EVERYBODY’S talking about it, and the majority is misinformed: They think that the Korean language curriculum will completely replace Filipino.
With the banners on nationalism and the removal of Filipino in college, it was easy to confuse and enrage the masses.
What people missed was that the Korean language will only be an elective high school and that the removal of the Filipino courses will only be in college, and not in all grade levels.
Even before the news got out, many high schools have already been offering courses in foreign language such as Japanese and Mandarin.
Furthermore, only the language, culture, and gestures might be taught to the learners – not the entire notion of embracing and living their lives as Koreans.
As a Filipino, learning another language is not anti-Filipino. It does not necessarily imply that you have neocolonial mentality either.
Language is necessary to communicate. In the era of globalization, a country cannot close its doors to others anymore.
In senior high school where one of the goals is to make its graduates employable even without a college degree, learning another language, for them, is an asset to make them more employable.
For students who aim to work outside the country to work—not necessarily to escape their own country nor to become a citizen of another, but to be able to feed and provide for their families in the Philippines—learning another language is important for them to be able to function at work better.
Schools will not be changing their perspective or perception of their homeland or their identities. It will simply allow them to become more preferable at work.
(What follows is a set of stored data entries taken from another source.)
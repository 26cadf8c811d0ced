//! Statement scanner for NodeScript sources
//!
//! Splits a source text into statements without building an expression-level
//! AST: the transformer only needs statement boundaries, assignment targets,
//! and declared names. The scanner tracks string literals, comments, and
//! bracket depth so statement boundaries are not found inside any of them.

use super::{DialectError, Statement, StatementKind, SyntaxTree};

/// Parser options
#[derive(Debug, Clone)]
pub struct ParseOptions {
    /// Allow statements to omit `;` and infer their end at line boundaries.
    /// With inference off, a missing `;` is a syntax error.
    pub infer_terminators: bool,
}

impl Default for ParseOptions {
    fn default() -> Self {
        Self {
            infer_terminators: true,
        }
    }
}

/// Keywords that open a block statement; such statements never receive an
/// inferred `;`.
const BLOCK_KEYWORDS: &[&str] = &[
    "function", "class", "if", "else", "for", "while", "do", "switch", "try", "catch", "finally",
];

/// Keywords that start a non-block statement and can never be an assignment
/// target.
const STATEMENT_KEYWORDS: &[&str] = &[
    "return", "import", "export", "throw", "break", "continue", "new", "delete", "typeof", "void",
    "yield", "await", "in", "of", "instanceof",
];

/// Operators that, at the end of a line, continue the statement onto the next
const CONTINUATION_CHARS: &[char] = &[
    '+', '-', '*', '/', '%', '=', '<', '>', '&', '|', '^', '?', ':', ',', '.',
];

pub fn parse(source: &str, options: &ParseOptions) -> Result<SyntaxTree, DialectError> {
    let mut scanner = Scanner::default();
    let mut statements = Vec::new();
    let mut buf: Option<StatementBuf> = None;

    for (idx, raw_line) in source.lines().enumerate() {
        let lineno = idx + 1;
        let scan = scanner.scan_line(raw_line, lineno)?;

        match buf.take() {
            None if !scan.has_code => {
                // Blank and comment-only lines pass through verbatim; a
                // multi-line comment falls out as one trivia entry per line.
                statements.push(trivia(lineno, raw_line));
            }
            None => {
                let started = StatementBuf::start(lineno, raw_line, &scan);
                if scanner.statement_open() || started.continues() {
                    buf = Some(started);
                } else {
                    statements.push(started.finish(options)?);
                }
            }
            Some(mut open) => {
                let had_code = scan.has_code;
                open.append(raw_line, &scan);
                if scanner.statement_open() || (had_code && open.continues()) {
                    buf = Some(open);
                } else if had_code {
                    statements.push(open.finish(options)?);
                } else {
                    // A blank or comment-only line closes an inferred
                    // statement; emit it as its own trivia entry.
                    statements.push(open.finish_before(raw_line, options)?);
                    statements.push(trivia(lineno, raw_line));
                }
            }
        }
    }

    if scanner.in_block_comment {
        return Err(DialectError::new(
            scanner.block_comment_line,
            "unterminated block comment",
        ));
    }
    if let Some((open, line)) = scanner.opens.first() {
        return Err(DialectError::new(*line, format!("unclosed '{open}'")));
    }
    if let Some(open) = buf.take() {
        statements.push(open.finish(options)?);
    }

    Ok(SyntaxTree { statements })
}

fn trivia(line: usize, text: &str) -> Statement {
    Statement {
        line,
        text: text.to_string(),
        code_end: 0,
        kind: StatementKind::Trivia,
        declares: Vec::new(),
        terminated: true,
    }
}

/// A statement being accumulated across lines
struct StatementBuf {
    line: usize,
    text: String,
    code_end: usize,
    last_code_char: Option<char>,
    /// Text length before the most recent append, so a trailing trivia line
    /// can be split back off
    previous_len: usize,
}

impl StatementBuf {
    fn start(line: usize, text: &str, scan: &LineScan) -> Self {
        Self {
            line,
            text: text.to_string(),
            code_end: scan.code_end,
            last_code_char: scan.last_code_char,
            previous_len: 0,
        }
    }

    fn append(&mut self, text: &str, scan: &LineScan) {
        self.previous_len = self.text.len();
        self.text.push('\n');
        if scan.has_code {
            self.code_end = self.text.len() + scan.code_end;
            self.last_code_char = scan.last_code_char;
        }
        self.text.push_str(text);
    }

    fn continues(&self) -> bool {
        match self.last_code_char {
            Some(';') => false,
            Some(c) => CONTINUATION_CHARS.contains(&c),
            None => false,
        }
    }

    /// Finish the statement, dropping the line just appended (which belongs
    /// to no statement)
    fn finish_before(mut self, appended: &str, options: &ParseOptions) -> Result<Statement, DialectError> {
        debug_assert!(self.text.ends_with(appended));
        self.text.truncate(self.previous_len);
        self.finish(options)
    }

    fn finish(self, options: &ParseOptions) -> Result<Statement, DialectError> {
        let terminated = self.last_code_char == Some(';');
        let code = self.text[..self.code_end].trim_start();
        let (kind, declares) = classify(code);

        if !terminated && !options.infer_terminators {
            let needs_terminator =
                matches!(kind, StatementKind::Assignment { .. } | StatementKind::Simple);
            if needs_terminator {
                let end_line = self.line + self.text.matches('\n').count();
                return Err(DialectError::new(end_line, "missing ';'"));
            }
        }

        Ok(Statement {
            line: self.line,
            text: self.text,
            code_end: self.code_end,
            kind,
            declares,
            terminated,
        })
    }
}

/// Per-line scan result
struct LineScan {
    has_code: bool,
    /// Byte offset just past the last code character on the line
    code_end: usize,
    last_code_char: Option<char>,
}

/// Cross-line scanner state
#[derive(Default)]
struct Scanner {
    /// Currently open brackets, with the line each was opened on
    opens: Vec<(char, usize)>,
    in_block_comment: bool,
    block_comment_line: usize,
}

impl Scanner {
    fn statement_open(&self) -> bool {
        self.in_block_comment || !self.opens.is_empty()
    }

    fn scan_line(&mut self, line: &str, lineno: usize) -> Result<LineScan, DialectError> {
        let mut scan = LineScan {
            has_code: false,
            code_end: 0,
            last_code_char: None,
        };
        let mut chars = line.char_indices().peekable();
        let mut in_string: Option<char> = None;

        while let Some((i, c)) = chars.next() {
            if self.in_block_comment {
                if c == '*' && matches!(chars.peek(), Some((_, '/'))) {
                    chars.next();
                    self.in_block_comment = false;
                }
                continue;
            }

            if let Some(quote) = in_string {
                mark(&mut scan, i, c);
                if c == '\\' {
                    if let Some((j, escaped)) = chars.next() {
                        mark(&mut scan, j, escaped);
                    }
                } else if c == quote {
                    in_string = None;
                }
                continue;
            }

            match c {
                '/' if matches!(chars.peek(), Some((_, '/'))) => break,
                '/' if matches!(chars.peek(), Some((_, '*'))) => {
                    chars.next();
                    self.in_block_comment = true;
                    self.block_comment_line = lineno;
                }
                '\'' | '"' | '`' => {
                    in_string = Some(c);
                    mark(&mut scan, i, c);
                }
                '(' | '[' | '{' => {
                    self.opens.push((c, lineno));
                    mark(&mut scan, i, c);
                }
                ')' | ']' | '}' => {
                    match self.opens.pop() {
                        Some((open, _)) if closes(open, c) => {}
                        _ => {
                            return Err(DialectError::new(lineno, format!("unexpected '{c}'")));
                        }
                    }
                    mark(&mut scan, i, c);
                }
                c if c.is_whitespace() => {}
                _ => mark(&mut scan, i, c),
            }
        }

        if in_string.is_some() {
            return Err(DialectError::new(lineno, "unclosed string literal"));
        }

        Ok(scan)
    }
}

fn mark(scan: &mut LineScan, offset: usize, c: char) {
    scan.has_code = true;
    scan.code_end = offset + c.len_utf8();
    scan.last_code_char = Some(c);
}

fn closes(open: char, close: char) -> bool {
    matches!((open, close), ('(', ')') | ('[', ']') | ('{', '}'))
}

fn classify(code: &str) -> (StatementKind, Vec<String>) {
    let Some(word) = leading_ident(code) else {
        return (StatementKind::Simple, Vec::new());
    };
    let rest = code[word.len()..].trim_start();

    match word {
        "let" | "const" | "var" => (StatementKind::Simple, binding_names(rest)),
        "function" => (StatementKind::Block, function_names(rest)),
        "class" => (
            StatementKind::Block,
            leading_ident(rest).map(str::to_string).into_iter().collect(),
        ),
        w if BLOCK_KEYWORDS.contains(&w) => (StatementKind::Block, Vec::new()),
        w if STATEMENT_KEYWORDS.contains(&w) => (StatementKind::Simple, Vec::new()),
        w if is_plain_assignment(rest) => (
            StatementKind::Assignment {
                target: w.to_string(),
            },
            Vec::new(),
        ),
        _ => (StatementKind::Simple, Vec::new()),
    }
}

/// `rest` is the code following an identifier; a plain `=` (not `==`, `=>`)
/// makes the statement an assignment to that identifier.
fn is_plain_assignment(rest: &str) -> bool {
    let mut chars = rest.chars();
    chars.next() == Some('=') && !matches!(chars.next(), Some('=') | Some('>'))
}

fn leading_ident(code: &str) -> Option<&str> {
    let mut end = 0;
    for (i, c) in code.char_indices() {
        let valid = if i == 0 {
            c.is_ascii_alphabetic() || c == '_' || c == '$'
        } else {
            c.is_ascii_alphanumeric() || c == '_' || c == '$'
        };
        if !valid {
            break;
        }
        end = i + c.len_utf8();
    }
    if end == 0 {
        None
    } else {
        Some(&code[..end])
    }
}

/// Names bound by a `let`/`const`/`var` list: the leading identifier of every
/// top-level comma segment
fn binding_names(rest: &str) -> Vec<String> {
    let mut names = Vec::new();
    let mut depth = 0usize;
    let mut segment_start = 0usize;

    for (i, c) in rest.char_indices() {
        match c {
            '(' | '[' | '{' => depth += 1,
            ')' | ']' | '}' => depth = depth.saturating_sub(1),
            ',' if depth == 0 => {
                if let Some(name) = leading_ident(rest[segment_start..i].trim_start()) {
                    names.push(name.to_string());
                }
                segment_start = i + 1;
            }
            _ => {}
        }
    }
    if let Some(name) = leading_ident(rest[segment_start..].trim_start()) {
        names.push(name.to_string());
    }
    names
}

/// The function's own name (if any) plus its parameter names
fn function_names(rest: &str) -> Vec<String> {
    let mut names: Vec<String> = leading_ident(rest).map(str::to_string).into_iter().collect();

    if let (Some(open), Some(close)) = (rest.find('('), rest.find(')')) {
        if open < close {
            for param in rest[open + 1..close].split(',') {
                if let Some(name) = leading_ident(param.trim_start()) {
                    names.push(name.to_string());
                }
            }
        }
    }
    names
}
A bilingual or a polyglot can still be nationalistic.
In fact, in order to become an excellent bilingual, you also must have enough competence in your first language, in our case, Filipino, before you can “transfer” your knowledge to another, as stated by linguist Jim Cummin’s Linguistic Interdependence Hypothesis.
It was never the number of languages one speaks, nor the many lands has one been.
It was how one had lived his or her life; about what he or she has spoken about the motherland and its people.
Lastly, if you will argue that learning another language would mean less love for the country, remember that even our national hero, Jose Rizal, spoke about 22 languages including Japanese, Spanish, German, and French.
Furthermore, he spent many years outside the country and received much of his education there.
Yet, he is known all over the world as someone who is truly Filipino; who was willing to die for the country and its people.